Roland Dreier wrote:
I believe the way forward is to evolve the existing drivers/infiniband
code already in Linux into a drivers/rdma that supports both IB and
RNICs. To be extremely blunt, I believe the RNIC-PI is irrelevant to
the Linux kernel -- no IB vendors will support ripping out a working
midlayer and starting from scratch, and it doesn't make sense to have
two essentially equivalent midlayers in the same kernel.
IMO, any APIs need to evolve out of the implementation. Trying to fit an implementation under an existing API tends to lead to either a poor implementation, or requires changes to the API anyway.
I think a useful path is for someone to implement an RNIC driver and provide feedback on what changes would be required of the Infiniband/core layer to support it.
There needs to be a balance between establishing a good, flexible architecture and how applications or subsystems interact with it. All of this needs to be grounded in implementation experience so there is a healthy does of reality. The problem with the iterative-TTM focused API definitions is they rarely produce something that is focused on the "end game" for a solid interface. They create instant legacy baggage that people are unwilling to shed as time goes forward. This legacy inertia is what has stifled quite a bit of innovation when it comes to software (some hazard that 90% of the software created today is focused primarily on legacy investment protection than really new innovation and when you think about it for a bit of time, you can see that much of this is re-inventing the wheel or to band-aid over a problem and packaging it as something innovative).
So, the problem becomes one of finding balance. The people proposing the various API are people who have implemented various types of solutions so they are coming with both real experience as well as engineering judgement of what is required to get the right infrastructure in place for the "end game" needs. From a practical perspective, one needs to implement these API and see what is really of value and what should be changed. The key is to avoid creating the legacy inertia that ends up reducing fragmenting the interfaces and causes lost productivity, quality problems, etc. So before people write off the various API as unnecessary or as poor quality, there should be some implementations developed and some constructive debate of what features are really of value and what might be deprecated or eliminated. There is no requirement to ever implement all of an API as this is where an iterative approach has value. Implement what is needed to demonstrate the desired value and decide then if it is worthwhile. Just please don't discount it or toss it all out because it isn't all implemented today or you don't like some aspect.
To put a really concrete proposal on the table, I would suggest to
start by extending the current ib_client registration structure
Roland's proposal sounds like a reasonable and fair way to begin. Building an abstraction on top of the existing layers seems secondary to adding support for other RDMA devices.
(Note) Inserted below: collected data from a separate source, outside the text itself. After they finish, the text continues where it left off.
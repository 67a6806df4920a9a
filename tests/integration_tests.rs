//! Integration tests for tv-browser.
//!
//! These tests run the real TVMaze client against a small HTTP server on
//! localhost that serves canned catalog responses.

use std::net::SocketAddr;
use std::sync::Arc;
use std::sync::atomic::{AtomicUsize, Ordering};
use tokio::io::{AsyncReadExt, AsyncWriteExt};
use tokio::net::TcpListener;
use tv_browser::api::{CatalogClient, TvMazeClient};
use tv_browser::cache::SessionCache;
use tv_browser::controller::{Controller, ShowState};
use tv_browser::error::{AppError, NetworkError};
use tv_browser::view::{Content, EpisodeSelection};

const SHOWS: &str = r#"[
    {"id": 2, "name": "archer", "genres": ["Comedy"], "premiered": "2009-09-17", "rating": {"average": 8.1}},
    {"id": 3, "name": "Bones", "genres": [], "premiered": null, "rating": {"average": null}},
    {"id": 1, "name": "Archer", "genres": ["Action"], "premiered": "2009-09-17", "rating": {"average": 8.0}}
]"#;

/// Twelve episodes; "love" appears in two names and one summary.
fn episodes_json() -> String {
    let episodes: Vec<String> = (1..=12)
        .map(|n| {
            let name = match n {
                3 => "Love Bites".to_string(),
                8 => "Lovesick".to_string(),
                _ => format!("Mission {}", n),
            };
            let summary = if n == 10 {
                "\"<p>Sterling falls in <i>love</i>.</p>\"".to_string()
            } else {
                "null".to_string()
            };
            format!(
                r#"{{"id": {id}, "url": "https://www.tvmaze.com/episodes/{id}", "name": "{name}",
                    "season": 1, "number": {n}, "airdate": "2010-01-{n:02}", "runtime": 30,
                    "image": null, "summary": {summary}}}"#,
                id = 1000 + n,
                name = name,
                n = n,
                summary = summary
            )
        })
        .collect();
    format!("[{}]", episodes.join(","))
}

/// Serve canned responses by path; counts every request it answers.
async fn spawn_catalog() -> (SocketAddr, Arc<AtomicUsize>) {
    let listener = TcpListener::bind("127.0.0.1:0").await.unwrap();
    let addr = listener.local_addr().unwrap();
    let hits = Arc::new(AtomicUsize::new(0));
    let counter = Arc::clone(&hits);

    tokio::spawn(async move {
        loop {
            let Ok((mut socket, _)) = listener.accept().await else {
                break;
            };
            counter.fetch_add(1, Ordering::SeqCst);

            let mut request = Vec::new();
            let mut buf = [0u8; 1024];
            while !request.windows(4).any(|w| w == b"\r\n\r\n") {
                match socket.read(&mut buf).await {
                    Ok(0) | Err(_) => break,
                    Ok(n) => request.extend_from_slice(&buf[..n]),
                }
            }

            let request = String::from_utf8_lossy(&request);
            let path = request.split_whitespace().nth(1).unwrap_or("/").to_string();

            let (status, body) = match path.as_str() {
                "/shows" => ("200 OK", SHOWS.to_string()),
                "/shows/82/episodes" => ("200 OK", episodes_json()),
                "/shows/13/episodes" => ("200 OK", "{\"not\": \"a list\"".to_string()),
                _ => ("404 Not Found", "{\"name\":\"Not Found\",\"status\":404}".to_string()),
            };

            let response = format!(
                "HTTP/1.1 {}\r\nContent-Type: application/json\r\nContent-Length: {}\r\nConnection: close\r\n\r\n{}",
                status,
                body.len(),
                body
            );
            let _ = socket.write_all(response.as_bytes()).await;
            let _ = socket.shutdown().await;
        }
    });

    (addr, hits)
}

fn client_for(addr: SocketAddr) -> TvMazeClient {
    TvMazeClient::new(&format!("http://{}", addr)).unwrap()
}

#[tokio::test]
async fn test_list_shows_decodes_catalog() {
    let (addr, _) = spawn_catalog().await;
    let shows = client_for(addr).list_shows().await.unwrap();

    assert_eq!(shows.len(), 3);
    assert_eq!(shows[0].name, "archer");
    assert_eq!(shows[1].rating, None);
    assert_eq!(shows[2].genres, vec!["Action"]);
}

#[tokio::test]
async fn test_list_episodes_keeps_catalog_order() {
    let (addr, _) = spawn_catalog().await;
    let episodes = client_for(addr).list_episodes(82).await.unwrap();

    assert_eq!(episodes.len(), 12);
    assert_eq!(episodes[0].code(), "S01E01");
    assert_eq!(episodes[11].code(), "S01E12");
    assert_eq!(episodes[2].name, "Love Bites");
    assert_eq!(episodes[0].airdate.as_deref(), Some("2010-01-01"));
}

#[tokio::test]
async fn test_error_status_is_reported() {
    let (addr, _) = spawn_catalog().await;
    let err = client_for(addr).list_episodes(999).await.unwrap_err();

    match err {
        AppError::Network(NetworkError::Status { url, status }) => {
            assert_eq!(status, 404);
            assert!(url.ends_with("/shows/999/episodes"));
        }
        other => panic!("expected status error, got {:?}", other),
    }
}

#[tokio::test]
async fn test_malformed_body_is_decode_error() {
    let (addr, _) = spawn_catalog().await;
    let err = client_for(addr).list_episodes(13).await.unwrap_err();

    assert!(matches!(err, AppError::Network(NetworkError::Decode(_))));
}

#[tokio::test]
async fn test_refused_connection_is_transport_error() {
    // Grab a free port, then close it again
    let addr = {
        let listener = TcpListener::bind("127.0.0.1:0").await.unwrap();
        listener.local_addr().unwrap()
    };
    let err = client_for(addr).list_shows().await.unwrap_err();

    assert!(matches!(err, AppError::Network(NetworkError::Transport(_))));
}

#[tokio::test]
async fn test_cache_sorts_shows_and_fetches_each_list_once() {
    let (addr, hits) = spawn_catalog().await;
    let mut cache = SessionCache::new(client_for(addr));

    let shows = cache.get_shows().await.unwrap();
    let ids: Vec<u64> = shows.iter().map(|s| s.id).collect();
    // "archer" and "Archer" tie; catalog order breaks the tie
    assert_eq!(ids, vec![2, 1, 3]);

    cache.get_shows().await.unwrap();
    cache.get_episodes(82).await.unwrap();
    cache.get_episodes(82).await.unwrap();

    assert_eq!(hits.load(Ordering::SeqCst), 2);
}

#[tokio::test]
async fn test_failed_fetch_is_retried_on_next_call() {
    let (addr, hits) = spawn_catalog().await;
    let mut cache = SessionCache::new(client_for(addr));

    assert!(cache.get_episodes(999).await.is_err());
    assert!(cache.get_episodes(999).await.is_err());

    assert_eq!(hits.load(Ordering::SeqCst), 2);
}

#[tokio::test]
async fn test_browsing_session() {
    let (addr, _) = spawn_catalog().await;
    let mut controller = Controller::new(SessionCache::new(client_for(addr)), "placeholder.png");

    assert!(controller.load_shows().await);
    controller.select_show(82).await;
    assert!(matches!(controller.state(), ShowState::Loaded { show_id: 82, .. }));

    // Typing "love" matches two names and a summary
    controller.set_search("love");
    let page = controller.page();
    let headings: Vec<&str> = page.cards().iter().map(|c| c.heading.as_str()).collect();
    assert_eq!(
        headings,
        vec!["S01E03 - Love Bites", "S01E08 - Lovesick", "S01E10 - Mission 10"]
    );
    assert_eq!(page.status.as_deref(), Some("Showing 3 episodes of 12 total."));

    // Picking "All episodes" clears the search box and restores everything
    controller.select_episode(EpisodeSelection::All);
    let page = controller.page();
    assert_eq!(page.search_text, "");
    assert_eq!(page.cards().len(), 12);
    assert_eq!(page.status.as_deref(), Some("Showing 12 episodes of 12 total."));

    // A search that matches nothing
    controller.set_search("xyznotfound");
    let page = controller.page();
    assert!(page.cards().is_empty());
    assert_eq!(page.status.as_deref(), Some("Showing 0 episodes of 12 total."));

    // Jumping to one episode
    controller.select_episode(EpisodeSelection::Code("S01E08".to_string()));
    let page = controller.page();
    assert_eq!(page.search_text, "");
    assert_eq!(page.cards().len(), 1);
    assert_eq!(page.cards()[0].image_url, "placeholder.png");
    assert_eq!(page.status.as_deref(), Some("Showing 1 episode of 12 total."));
}

#[tokio::test]
async fn test_failed_show_shows_error_message() {
    let (addr, _) = spawn_catalog().await;
    let mut controller = Controller::new(SessionCache::new(client_for(addr)), "placeholder.png");

    controller.select_show(999).await;
    match controller.page().content {
        Content::Error(message) => assert!(message.contains("404")),
        other => panic!("expected error content, got {:?}", other),
    }
}

/// Episode codes through the public API.
#[test]
fn test_episode_code_integration() {
    use tv_browser::types::episode_code;

    assert_eq!(episode_code(1, 2), "S01E02");
    assert_eq!(episode_code(10, 10), "S10E10");
    assert_eq!(episode_code(100, 7), "S100E07");
}

/// A partial config file keeps defaults for everything it leaves out.
#[test]
fn test_config_overrides_integration() {
    use tv_browser::api::DEFAULT_BASE_URL;
    use tv_browser::config::{Config, DEFAULT_SHOW_ID};

    let config = Config::parse("default_show_id = 169\n").unwrap();
    assert_eq!(config.default_show_id, 169);
    assert_eq!(config.base_url, DEFAULT_BASE_URL);

    let defaults = Config::parse("").unwrap();
    assert_eq!(defaults.default_show_id, DEFAULT_SHOW_ID);

    let err = Config::parse("[keybindings]\nquit = [\"NotAKey\"]\n").unwrap_err();
    assert!(matches!(err, AppError::Config(_)));
}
Getting the right verbs interface is paramount. Whether one does IT API or DAPL on top of that for a given subsystem is secondary.
Ideally, OpenIB and OpenRDMA should be focused on developing the RDMA infrastructure - RDMA verbs, connection management, IB-specific ULP, etc. They should not be focused on the upper subsystems or ULP. Those should be done as separate open source projects and they can decide where best to intersect with the Open* infrastructure. This one-size-fits-all approach for all subsystems to flow through a given interface is simply impractical to execute. It might happen over time but it cannot be force-fit. Let's focus the two efforts on getting as common of an infrastructure as possible. Some propose RNIC PI; other can propose something else if there is desire. RNIC PI has value in that it has focused on the common components between IB and iWARP and left the IB-specific and CM outside of its definition to allow an OS to decide how best to support or to allow IB to do what is needed for its particular usages.